The agmatine-induced modification of the effect of clonidine can also be explained on the basis of a positive allosteric modulation by the polyamine. Clonidine has been reported to be a partial agonist with low intrinsic activity at α2D-adrenoceptors (Jasper et al., 1998). In accordance with this finding, clonidine markedly shifted the concentration-response curve of noradrenaline to the right suggesting an estimate of affinity for the presynaptic α2D-autoreceptors (apparent pA2 value) of about 7.00. Since the intrinsic activity of the partial agonist clonidine is relatively small, the error factor introduced into the estimate because of its agonistic effect is also small. In the absence of agmatine, clonidine at all concentrations investigated did not modify noradrenaline release; this can be explained by the suggestion that an inhibitory effect of clonidine due to its agonistic property is compensated by its antagonism against endogenous noradrenaline released by electrical stimulation. However, when 100 nM clonidine was applied in the presence of 10 μM agmatine, the positive allosteric effect of agmatine appears to result in a shift in the equilibrium between agonistic and antagonistic properties of clonidine towards agonism, leading to receptor activation. At the higher clonidine concentrations, the agonism unmasked by the positive allosteric effect of agmatine is re-balanced by the increased ability of clonidine to antagonize the effect of endogenous noradrenaline. Finally, a simultaneous action of clonidine at presynaptic imidazoline recognition sites present in the rat vena cava (Molderings & Göthert 1998) at which the drug is an agonist, might also influence the effect of clonidine.
Taken together, the data from our superfusion experiments suggest that agmatine enhances α2-adrenoceptor-mediated inhibition of noradrenaline release from presynaptic nerve terminals via an allosteric binding site and that at higher concentration the compound acts as an antagonist at the ligand recognition site of the α2-adrenoceptor. Since the presynaptic α2D-autoreceptors in the cardiovascular system are identical with the postsynaptic α2D-adrenoceptors in the brain cortex, the latter can be used as a model for the former. Therefore, radioligand binding experiments were carried out with the radiolabelled partial α2D-adrenoceptor agonist [3H]-clonidine (in the presence of 1 μM cimetidine to mask I1 imidazoline binding sites; Ernsberger et al., 1990), the non-selective α2-adrenoceptor antagonist [3H]-rauwolscine and with [14C]-agmatine on rat cerebral cortex membranes. An interference of [3H]-clonidine with presynaptic imidazoline recognition sites is not to be expected because we previously failed to demonstrate the presence of presynaptic imidazoline recognition sites in the rat brain cortex (Schlicker et al., 1997).

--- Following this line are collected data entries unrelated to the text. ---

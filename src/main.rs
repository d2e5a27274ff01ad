mod defaults;
mod ipc;
mod keys;
mod model;
mod roster;
mod store;
mod users;

use std::io::{self, BufRead, Write};

use tracing_subscriber::{layer::SubscriberExt, util::SubscriberInitExt};

use crate::defaults::Defaults;

/// Log filtering via SEKOLAHD_LOG, default "info". Logs go to stderr;
/// stdout carries the response stream and must stay clean.
fn init_tracing() {
    tracing_subscriber::registry()
        .with(
            tracing_subscriber::EnvFilter::try_from_env("SEKOLAHD_LOG")
                .unwrap_or_else(|_| tracing_subscriber::EnvFilter::new("info")),
        )
        .with(tracing_subscriber::fmt::layer().with_writer(io::stderr))
        .init();
}

fn main() {
    init_tracing();

    let mut state = ipc::AppState {
        workspace: None,
        store: None,
        defaults: Defaults::baseline(),
    };

    let stdin = io::stdin();
    let mut stdout = io::stdout();

    for line in stdin.lock().lines() {
        let line = match line {
            Ok(v) => v,
            Err(_) => break,
        };
        if line.trim().is_empty() {
            continue;
        }

        let req: ipc::Request = match serde_json::from_str(&line) {
            Ok(v) => v,
            Err(e) => {
                // Can't reply without id; emit an id-less error and move on.
                tracing::warn!(error = %e, "dropping malformed request line");
                let _ = writeln!(
                    stdout,
                    "{{\"ok\":false,\"error\":{{\"code\":\"bad_json\",\"message\":\"{}\"}}}}",
                    e
                );
                let _ = stdout.flush();
                continue;
            }
        };

        let resp = ipc::handle_request(&mut state, req);
        let _ = writeln!(
            stdout,
            "{}",
            serde_json::to_string(&resp).unwrap_or_else(|_| "{\"ok\":false}".to_string())
        );
        let _ = stdout.flush();
    }
}
pub mod core;
pub mod identity;
pub mod students;
pub mod subjects;
pub mod teacher;
pub mod users;
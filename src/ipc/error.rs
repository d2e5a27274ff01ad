use serde_json::json;

use crate::roster::RosterError;

pub fn ok(id: &str, result: serde_json::Value) -> serde_json::Value {
    json!({
        "id": id,
        "ok": true,
        "result": result
    })
}

pub fn err(
    id: &str,
    code: &str,
    message: impl Into<String>,
    details: Option<serde_json::Value>,
) -> serde_json::Value {
    let mut error = json!({
        "code": code,
        "message": message.into(),
    });
    if let Some(d) = details {
        error["details"] = d;
    }
    json!({
        "id": id,
        "ok": false,
        "error": error,
    })
}

/// Roster failures keep their fixed localized message; the code tells the
/// front-end whether a retry can possibly help.
pub fn domain_err(id: &str, e: &RosterError) -> serde_json::Value {
    let code = if e.is_not_found() {
        "not_found"
    } else {
        "store_error"
    };
    err(
        id,
        code,
        e.message,
        Some(json!({ "cause": e.source.to_string() })),
    )
}
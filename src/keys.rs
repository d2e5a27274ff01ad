//! Storage-key derivation for the document namespace.
//!
//! Display strings ("2025/2026", "Kelas III") are presentation; the
//! normalized keys are the storage identifiers. Two display strings that
//! normalize to the same key alias the same record, on purpose.

/// "2025/2026" -> "2025-2026". Year labels carry exactly one slash; a
/// label without one passes through unchanged (no-op, not an error).
pub fn year_key(display: &str) -> String {
    display.replacen('/', "-", 1)
}

/// "Kelas III" -> "kelas-iii". Lowercase, then the first space becomes a
/// dash. The transform is mechanical and accepts any label: the key space
/// is open, so a class name outside the known six simply addresses a key
/// with no default subject table behind it.
pub fn class_key(display: &str) -> String {
    display.to_lowercase().replacen(' ', "-", 1)
}

// Path builders for the fixed namespace. These strings are a compatibility
// surface; do not reshape them.

pub fn identity_path() -> String {
    "schoolData/identity".to_string()
}

pub fn teacher_profile_path(year: &str, class: &str) -> String {
    format!(
        "schoolData/{}/{}/teacherProfile",
        year_key(year),
        class_key(class)
    )
}

pub fn subjects_parent(year: &str, class: &str) -> String {
    format!(
        "schoolData/{}/{}/data/subjects",
        year_key(year),
        class_key(class)
    )
}

pub fn subject_path(year: &str, class: &str, subject_id: &str) -> String {
    format!("{}/{}", subjects_parent(year, class), subject_id)
}

pub fn student_list_path(year: &str, class: &str) -> String {
    format!(
        "schoolData/{}/{}/studentList",
        year_key(year),
        class_key(class)
    )
}

pub fn users_parent() -> String {
    "users".to_string()
}

pub fn user_path(user_id: &str) -> String {
    format!("users/{}", user_id)
}

/// Reserved-username docs are keyed by the lowercased username.
pub fn username_path(username: &str) -> String {
    format!("usernames/{}", username.to_lowercase())
}

#[cfg(test)]
mod tests {
    use super::*;

    #[test]
    fn year_key_replaces_single_slash() {
        assert_eq!(year_key("2025/2026"), "2025-2026");
        assert_eq!(year_key("2024/2025"), "2024-2025");
    }

    #[test]
    fn year_key_without_slash_is_passthrough() {
        assert_eq!(year_key("2025-2026"), "2025-2026");
        assert_eq!(year_key(""), "");
    }

    #[test]
    fn year_key_is_idempotent() {
        let once = year_key("2025/2026");
        assert_eq!(year_key(&once), once);
    }

    #[test]
    fn class_key_normalizes_known_labels() {
        assert_eq!(class_key("Kelas I"), "kelas-i");
        assert_eq!(class_key("Kelas II"), "kelas-ii");
        assert_eq!(class_key("Kelas III"), "kelas-iii");
        assert_eq!(class_key("Kelas IV"), "kelas-iv");
        assert_eq!(class_key("Kelas V"), "kelas-v");
        assert_eq!(class_key("Kelas VI"), "kelas-vi");
    }

    #[test]
    fn class_key_is_idempotent() {
        let once = class_key("Kelas VI");
        assert_eq!(class_key(&once), once);
    }

    #[test]
    fn class_key_accepts_unknown_labels_mechanically() {
        assert_eq!(class_key("Kelas Tahfidz Pagi"), "kelas-tahfidz pagi");
    }

    #[test]
    fn paths_follow_the_fixed_namespace() {
        assert_eq!(
            teacher_profile_path("2025/2026", "Kelas III"),
            "schoolData/2025-2026/kelas-iii/teacherProfile"
        );
        assert_eq!(
            subjects_parent("2025/2026", "Kelas III"),
            "schoolData/2025-2026/kelas-iii/data/subjects"
        );
        assert_eq!(
            subject_path("2025/2026", "Kelas III", "abc"),
            "schoolData/2025-2026/kelas-iii/data/subjects/abc"
        );
        assert_eq!(
            student_list_path("2025/2026", "Kelas I"),
            "schoolData/2025-2026/kelas-i/studentList"
        );
        assert_eq!(username_path("BuRina"), "usernames/burina");
    }
}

In competition experiments agmatine inhibited [3H]-clonidine and [3H]-rauwolscine binding to sites, previously shown to be α2-adrenoceptors (Greenberg et al., 1976; Bricca et al., 1989; Hussain et al., 1993), with a potency (Ki values 6 μM and 12 μM, respectively) comparable to that reported in the literature (4 μM, Li et al., 1994; 8–17 μM, Pinthong et al., 1995a,1995b, 26–164 μM, Piletz et al., 1995). It can be concluded from this finding that agmatine binds with μmolar affinity to the ligand recognition site of α2-adrenoceptor. This inhibition of radioligand binding to the α2-adrenoceptor may be assumed to reflect the antagonistic property of agmatine at these receptors in the superfusion experiments (see above).
To identify the postulated allosteric modulatory site for agmatine at α2-adrenoceptors in radioligand binding experiments, association and dissociation kinetics of [3H]-clonidine in the absence and presence of increasing concentrations of agmatine were determined. These experiments revealed that agmatine concentration-dependently accelerates association of the radioligand to and delayed dissociation from the specific binding sites (Table 1). Accordingly, the affinity of [3H]-clonidine for the α2-adrenoceptors was 7 fold increased by 100 μM agmatine. These findings strongly supported the suggestion that agmatine acts at an allosteric site of the α2D-adrenoceptor. This allosteric site may be assumed to represent the allosteric site of action of agmatine in the superfusion experiments. Yet it should be noted that agmatine concentrations as high as 100 μM were necessary to markedly increase the affinity of clonidine for the α2-adrenoceptor in the radioligand binding experiments, whereas the increase in potency of the ligands in the functional experiments was detected at 10 times lower agmatine concentration. However, this quantitative difference may be related to differences in the experimental procedures: a drop in potency is not unusual when results of experiments obtained in isolated organs are compared with those observed in more artificial systems such as radioligand binding experiments. In contrast to the latter experiments, the physiological readout in isolated veins involves a whole sequence of events from activation of the α2D-adrenoceptors, Ca2+ influx and modulation of adenylate cyclase. Thus, the differences in potency between these bioassay systems probably reflect, among others, differences in signal amplification.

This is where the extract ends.